Got you looking for more?
Here’s Pop Danthology of 2012:

2011:

And the one that started it all:

Want to know more about Mr. Kim? Here’s his bio taken from his site THE GIFT OF OCPD Source

I was born an extremely sensitive child (both my parents are highly sensitive people). For how young I was, I should not have been able to catch the subtle details that I included in my drawings. I also learned faster and performed better than most other children my age. Growing up, I had no shortage of compliments. All the compliments that I received, however, were always tied to how well I performed. From an early age, I learned that my performance determines my value as a person.

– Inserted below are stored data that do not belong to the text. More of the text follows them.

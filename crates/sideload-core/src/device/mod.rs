//! Device identities, lookup modes and the transport seam.
//!
//! Everything that actually speaks to a device lives behind the traits in
//! [`transport`]; discovery builds the live device set on top of them.

pub mod discovery;
pub mod transport;

use std::fmt;

use serde::{Deserialize, Serialize};

pub use discovery::{ClientDevice, DeviceDiscovery, DeviceStream};
pub use transport::{
    DeviceEvent, DeviceEventKind, DeviceEvents, DeviceHandle, DeviceLocator, DeviceTransport,
    LocatorHandle, LockdownClient, PairRecord, ServiceChannel, ServiceClient, ServiceEndpoint,
};

/// How a device is attached to the host.
///
/// Variant order is the display order of discovery snapshots: network
/// entries sort before USB entries of the same device.
#[derive(Debug, Clone, Copy, PartialEq, Eq, Hash, PartialOrd, Ord, Serialize, Deserialize)]
#[serde(rename_all = "lowercase")]
pub enum ConnectionKind {
    Network,
    Usb,
}

impl ConnectionKind {
    pub fn as_str(self) -> &'static str {
        match self {
            ConnectionKind::Network => "network",
            ConnectionKind::Usb => "usb",
        }
    }
}

impl fmt::Display for ConnectionKind {
    fn fmt(&self, f: &mut fmt::Formatter<'_>) -> fmt::Result {
        f.write_str(self.as_str())
    }
}

/// Built-in strategy for locating a device when opening it.
#[derive(Debug, Clone, Copy, PartialEq, Eq, Hash)]
pub enum LookupMode {
    /// Only accept the given attachment kind.
    Only(ConnectionKind),
    /// Accept whichever attachment is available.
    Either,
}

impl LookupMode {
    pub fn allows(self, kind: ConnectionKind) -> bool {
        match self {
            LookupMode::Only(only) => only == kind,
            LookupMode::Either => true,
        }
    }
}

/// Which devices a discovery search reports.
#[derive(Debug, Clone, Copy, PartialEq, Eq, Hash, Default, Serialize, Deserialize)]
#[serde(rename_all = "lowercase")]
pub enum SearchMode {
    Usb,
    Network,
    #[default]
    All,
}

impl SearchMode {
    pub fn allows(self, kind: ConnectionKind) -> bool {
        match self {
            SearchMode::Usb => kind == ConnectionKind::Usb,
            SearchMode::Network => kind == ConnectionKind::Network,
            SearchMode::All => true,
        }
    }

    /// The lookup mode to use when opening a device found by this search.
    pub fn lookup_mode(self) -> LookupMode {
        match self {
            SearchMode::Usb => LookupMode::Only(ConnectionKind::Usb),
            SearchMode::Network => LookupMode::Only(ConnectionKind::Network),
            SearchMode::All => LookupMode::Either,
        }
    }
}

/// A device the transport currently sees attached.
#[derive(Debug, Clone, PartialEq, Eq, Hash)]
pub struct AttachedDevice {
    pub udid: String,
    pub kind: ConnectionKind,
}

impl AttachedDevice {
    pub fn new(udid: impl Into<String>, kind: ConnectionKind) -> Self {
        Self {
            udid: udid.into(),
            kind,
        }
    }
}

My sensitivity also caused me to experience intense emotions all my life. Although I had full freedom to feel and express my positive emotions, my stoic parents who have difficulty handling their own negative emotions did not exactly create the safest environment for me to feel and express my negative emotions. Consequently, I grew up feeling emotionally abandoned by my parents. I became fearful of my negative emotions, especially those associated with feelings of inadequacy. I taught myself to combat those feelings of inadequacy in the only way that I knew how to create self-worth… performance. When my negative emotions did manage to come out, most people around me, both at home and outside of home, made me feel wrong to think and feel what I thought and felt. The continuous invalidation of experiences that were so real to me caused me to feel extremely lonely.
In order to distract myself from this loneliness, I kept myself busy for most of my life. I worked hard and performed well in school. I studied business in university, majored in marketing, and specialized in design and brand identity development. I worked mostly in the broadcast media and entertainment industry as a media and marketing specialist, and sometimes as an entertainer. I traveled to 35 countries all over the world and lived in four.
When being busy was not enough to distract me from the pain of my loneliness, I began to experiment with other forms of escape. I became addicted to them and hurt not only myself, but also my loved ones.
At the age of twenty-six, I was dual diagnosed with both giftedness and obsessive-compulsive personality disorder. I did everything in my power to overcome my OCPD.
After a year full of therapy, forgiveness, healing, and prayer, I recovered from so many of the things that made me want to end my life. I re-parented myself and learned that my value is not something that I must create through my performance, but something intrinsic that has always been a part of me, something that can never be taken away, no matter how poorly I perform. I learned that I have incredible value just the way I am.
This journey has helped me recognize my heart’s desire to celebrate people’s differences, to help others who are struggling with hurt, anxiety, loneliness, addictions, and feelings of inadequacy, and to help others communicate with one another more sensitively so that their loved ones may feel more heard and understood.
I am a multipotentialite who is still trying to figure out what to do with his life. Despite the fact that it has been a curse for most of my life, I am learning that my greatest strength is my natural ability to empathize with others. I hope to master this gift and use it together with my passion for family, marriage, and parenting.